Tuesday, September 22, 2009

The Apple Recipe: A

The Apple Recipe is a set of five principles that are the keys to great teaching. Whether you are a teacher in the classroom or in the home, these five concepts will make learning come alive for your students.

Where did they come from? Twenty years of teaching and helping others teach. Over and over again, I saw that these were the qualities of great teaching.

Each day this week, I will unwrap a principle for you. Share your thoughts. Ask me questions. This is your place to ponder and to reflect.

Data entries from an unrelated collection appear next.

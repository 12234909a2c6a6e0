//! 进度快照：推送消息与轮询响应统一归一化后的规范模型。
//!
//! 后端的载荷是松散 JSON（字段可缺、状态是自由字符串），只在
//! `backend::raw_json` 边界做一次归一化，往上全部使用本模块的类型。

use std::collections::HashMap;
use std::fmt;

/// 整体下载状态。
///
/// 后端的状态字段是自由字符串；已知取值映射为具体变体，
/// 未知取值保留在 [`ProgressStatus::Other`] 中供 UI 原样展示。
#[derive(Debug, Clone, PartialEq, Eq, Default)]
pub enum ProgressStatus {
    #[default]
    Idle,
    Starting,
    Fetching,
    Downloading,
    Complete,
    Completed,
    Error,
    Other(String),
}

impl ProgressStatus {
    /// 从后端状态字符串解析（大小写不敏感；`not_started` 归为 Idle）。
    pub fn parse(raw: &str) -> Self {
        match raw.trim().to_ascii_lowercase().as_str() {
            "" | "idle" | "not_started" => Self::Idle,
            "starting" => Self::Starting,
            "fetching" => Self::Fetching,
            "downloading" => Self::Downloading,
            "complete" => Self::Complete,
            "completed" => Self::Completed,
            "error" => Self::Error,
            _ => Self::Other(raw.trim().to_string()),
        }
    }

    pub fn as_str(&self) -> &str {
        match self {
            Self::Idle => "idle",
            Self::Starting => "starting",
            Self::Fetching => "fetching",
            Self::Downloading => "downloading",
            Self::Complete => "complete",
            Self::Completed => "completed",
            Self::Error => "error",
            Self::Other(s) => s.as_str(),
        }
    }

    /// 是否为完成态（`complete` / `completed`）。
    pub fn is_finished(&self) -> bool {
        matches!(self, Self::Complete | Self::Completed)
    }
}

impl fmt::Display for ProgressStatus {
    fn fmt(&self, f: &mut fmt::Formatter<'_>) -> fmt::Result {
        f.write_str(self.as_str())
    }
}

/// 整体进度。
#[derive(Debug, Clone, PartialEq, Default)]
pub struct OverallProgress {
    pub status: ProgressStatus,
    /// 百分比，归一化时已钳制到 0～100
    pub progress: f64,
    /// 总条目数，后端未提供时为 `None`
    pub total: Option<u64>,
    /// 已完成条目数
    pub downloaded: Option<u64>,
    /// 人类可读的状态说明
    pub message: Option<String>,
}

impl OverallProgress {
    /// 是否已到终态：完成状态，或进度达到 99% 以上。
    ///
    /// 轮询回退在终态后停止发请求。
    pub fn is_terminal(&self) -> bool {
        self.status.is_finished() || self.progress >= 99.0
    }
}

/// 单个文件的进度。
#[derive(Debug, Clone, PartialEq, Default)]
pub struct FileProgress {
    pub status: String,
    pub progress: f64,
}

/// 一次进度更新的完整快照。
///
/// 推送消息可能只带 `overall` 或只带 `files`，通道内部会与上一份快照
/// 合并后再交给消费者，所以消费者拿到的始终是完整快照。
#[derive(Debug, Clone, PartialEq, Default)]
pub struct ProgressSnapshot {
    pub overall: OverallProgress,
    /// 文件名 → 文件进度；条目之间相互独立，无顺序要求
    pub files: HashMap<String, FileProgress>,
}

Each principle will be an action word represented by a letter in the word APPLE. This will make them easier to remember and keep the focus properly on the actions of the teacher. Why? Because great curriculum, understanding, and vision are helpful, but what you choose to do, the habits you build, make the biggest difference for your students.

The first principle is:

Ask: Yes, that's right! From the very beginning, and all the way through to high school graduation, ask for advice, insight, information, and wisdom. Don't do this alone. The best teachers build a life-long habit of teaching themselves and gathering fresh ideas and insights.

There is a wealth of help of all kinds available for the careful researcher. While you do need to use common sense -- everything being offered isn't truly helpful -- there are many well-qualified people who have attained a degree of expertise or experience that they are happy to share with you. These people can be found online or in your community -- an old school teacher, a college professor, a pharmacist, or your neighbor! Sometimes, one of these wonderful individuals has even tutored one of my kids on a subject that was simply beyond me. In doing this, you create opportunities for your students to do far more than they could otherwise and to benefit from more wisdom that you have.

Be on the lookout, too, for other teachers who are doing a great job. Ask if they would mind meeting with you to answer your questions. Watch how they do what they do so well. Then show your appreciation by serving them in some way, sending them a note, or letting them know you care when they have a need. Often, these individuals help others routinely, sacrificing precious spare time and receiving very little in return for it. Make sure that their relationship with you is a bright spot in their lives.

You can choose how often and by what methods you learn. If you are more relational, then you will want to maximize your strength in building mentoring relationships and networking with other teachers. If you enjoy browsing online, then you will want to set aside a little bit of time, perhaps on some weekends, for cruising the net. If you are a book lover, then you will want to purchase a few books every year to read and reflect upon. Some people do best with a weekly hour set aside for learning, some do better with a spontaneous approach, and some (like me) really benefit from setting aside a half-day over a weekend once a month.

You'll benefit tremendously from making learning an ongoing event. And you will enjoy enormous dividends from your regular investment when you need to solve problems in your classroom or shop for new curriculum or plan next year. Not only will you know more and have more options to choose from, but you will have gained a larger perspective.

One of the most important, but most hidden, factors in great teaching is the presence of perspective. That doesn't happen in a day. It comes through the habit of being a lifelong learner.


What are your thoughts on this?


  1. The most important people to ask are the kids you're teaching. My kids have grown up hearing me ask 'What do you think about that?' on a daily basis on every topic under the sun. They have learned to do their own research, express themselves well, listen to others and think critically. They also know that what they think matters, not just what the 'experts' told them. They also know how they learn best, we usually just need to ask them.

  2. Sandy --

    You are right. It's so important to ask our kids. That's a very thoughtful response to my post today. In fact, one of the principles in the Apple Recipe will address this directly!

    Of course, we get to pick the people we consider to be "experts." We can tell if they will have helpful information for us if they have a similar philosophy and perspective, AND if they are doing the kind of job we hope to do.

    Often, asking my kids what worked and what they liked was a good guide to what worked best for them. But sometimes, my kids did not know what they needed, even when I asked them. They just knew that what we were doing wasn't quite working. And sometimes, there were ideas and options that none of us had even considered, which a wise and experienced teacher shared with us.